Untuk sebuah tempat yang dikenal sebagai penjual mi ayam, lauk-pauk Chinese style mereka ternyata punya penggemar setia tersendiri. Mungkin itu juga yang membuat nama restorannya menjadi terasa menggelitik. Setelah segala perhatian tertuju pada masakan Chinese-nya, orang mungkin mengira nama tempat ini punya cerita yang mendalam. Lalu, kenapa Mie Ayam Si Jempol?

Ci Debby tertawa saat ditanya. Jawabannya, katanya, sangat sederhana. Orang tuanya memilih nama itu secara spontan saat mereka masih berjualan di tenda. Tidak ada rencana pemasaran atau alasan sentimental di baliknya. “Dulu pikir masih di tenda, ya udah lah, Mie Ayam Jempol. Kayaknya ‘sip’ gitu, ‘oke’ gitu. Jadi sesimpel itu aja,” ujarnya sambil tertawa.

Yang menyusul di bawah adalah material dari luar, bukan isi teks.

/*
 * Copyright Bret Ambrose. All Rights Reserved.
 * SPDX-License-Identifier: Apache-2.0.
 */

//! Internal primitives for writing MQTT wire data into a byte vector.

use crate::error::{MqttError, MqttResult};

use log::*;

pub(crate) const MAXIMUM_VARIABLE_LENGTH_INTEGER: usize = (1 << 28) - 1;
pub(crate) const MAXIMUM_LENGTH_PREFIXED_FIELD: usize = u16::MAX as usize;

pub(crate) fn compute_variable_length_integer_encode_size(value: usize) -> MqttResult<usize> {
    if value < 1usize << 7 {
        Ok(1)
    } else if value < 1usize << 14 {
        Ok(2)
    } else if value < 1usize << 21 {
        Ok(3)
    } else if value < 1usize << 28 {
        Ok(4)
    } else {
        error!("Packet Encode - variable length integer value {} exceeds the protocol maximum", value);
        Err(MqttError::new_encoding_failure("variable length integer maximum exceeded"))
    }
}

pub(crate) fn encode_vli(value: u32, dest: &mut Vec<u8>) -> MqttResult<()> {
    if value as usize > MAXIMUM_VARIABLE_LENGTH_INTEGER {
        error!("Packet Encode - variable length integer value {} exceeds the protocol maximum", value);
        return Err(MqttError::new_encoding_failure("variable length integer maximum exceeded"));
    }

    let mut done = false;
    let mut val = value;
    while !done {
        let mut byte: u8 = (val & 0x7F) as u8;
        val /= 128;

        if val != 0 {
            byte |= 128;
        }

        dest.push(byte);

        done = val == 0;
    }

    Ok(())
}

pub(crate) fn encode_u8(value: u8, dest: &mut Vec<u8>) {
    dest.push(value);
}

pub(crate) fn encode_u16(value: u16, dest: &mut Vec<u8>) {
    dest.extend_from_slice(&value.to_be_bytes());
}

pub(crate) fn encode_u32(value: u32, dest: &mut Vec<u8>) {
    dest.extend_from_slice(&value.to_be_bytes());
}

pub(crate) fn encode_length_prefixed_bytes(value: &[u8], dest: &mut Vec<u8>) -> MqttResult<()> {
    if value.len() > MAXIMUM_LENGTH_PREFIXED_FIELD {
        error!("Packet Encode - length-prefixed field of {} bytes is too long", value.len());
        return Err(MqttError::new_encoding_failure("length-prefixed field exceeds 65535 bytes"));
    }

    encode_u16(value.len() as u16, dest);
    dest.extend_from_slice(value);

    Ok(())
}

pub(crate) fn encode_length_prefixed_string(value: &str, dest: &mut Vec<u8>) -> MqttResult<()> {
    encode_length_prefixed_bytes(value.as_bytes(), dest)
}

/// Writes the first byte and the remaining length, followed by the already-encoded variable
/// header and payload.
pub(crate) fn encode_fixed_header_and_body(first_byte: u8, body: &[u8], dest: &mut Vec<u8>) -> MqttResult<()> {
    let remaining_length = body.len();
    let vli_size = compute_variable_length_integer_encode_size(remaining_length)?;

    dest.reserve(1 + vli_size + remaining_length);
    encode_u8(first_byte, dest);
    encode_vli(remaining_length as u32, dest)?;
    dest.extend_from_slice(body);

    Ok(())
}

macro_rules! define_ack_packet_encoding_impl5 {
    ($function_name: ident, $packet_type: ident, $first_byte: expr) => {
        pub(crate) fn $function_name(packet: &$packet_type, dest: &mut Vec<u8>) -> MqttResult<()> {
            let mut body = Vec::new();
            encode_u16(packet.packet_id, &mut body);
            encode_u8(packet.reason_code, &mut body);
            encode_properties(&packet.properties, PropertyContext::Ack, &mut body)?;

            encode_fixed_header_and_body($first_byte, &body, dest)
        }
    };
}

pub(crate) use define_ack_packet_encoding_impl5;

macro_rules! define_ack_packet_encoding_impl311 {
    ($function_name: ident, $packet_type: ident, $first_byte: expr) => {
        pub(crate) fn $function_name(packet: &$packet_type, dest: &mut Vec<u8>) -> MqttResult<()> {
            let mut body = Vec::with_capacity(2);
            encode_u16(packet.packet_id, &mut body);

            encode_fixed_header_and_body($first_byte, &body, dest)
        }
    };
}

pub(crate) use define_ack_packet_encoding_impl311;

Namanya mungkin sederhana, tetapi kerja keras di baliknya tidak pernah sederhana. Saat Ci Debby resmi mengambil alih bisnis pada 2020, sang ibu memercayakan warisan keluarga kepadanya. Saat ini, mereka bisa menghabiskan hingga 20 kilogram ayam kampung segar setiap hari, dan Ci Debby tetap memimpin langsung di dapur. Meski ada tim yang membantu persiapan, beberapa hal tetap menjadi tanggung jawab pribadinya terutama nasi tim, yang hingga kini masih ia buat sendiri. “Ayamnya mereka rebus, tapi aku yang masak. Takutnya kalau udah dipegang orang, rasanya beda.”

Bukan soal kontrol, melainkan kesinambungan. Harapannya pun sederhana dan berasal dari semangat yang sama: agar usaha ini terus bertahan, agar bisa diteruskan oleh generasi berikutnya atau bahkan cucunya kelak. Sebagai generasi kedua, Ci Debby melihat dirinya hanya sebagai bagian dari cerita yang panjang. Kalau nanti anaknya memutuskan untuk melanjutkan, itu akan jadi berkah tersendiri. Ia berharap cara memasak instingtif yang dulu dimiliki ibunya bisa menurun dan menjadi hal yang alami juga bagi anak-anaknya.

Untuk sekarang, Mie Ayam Si Jempol tetap berjalan setelah hampir tiga dekade dan ribuan mangkuk mi kemudian dan masih bertahan dengan nama dan prestasi yang ternyata jauh lebih dari sekadar “oke”.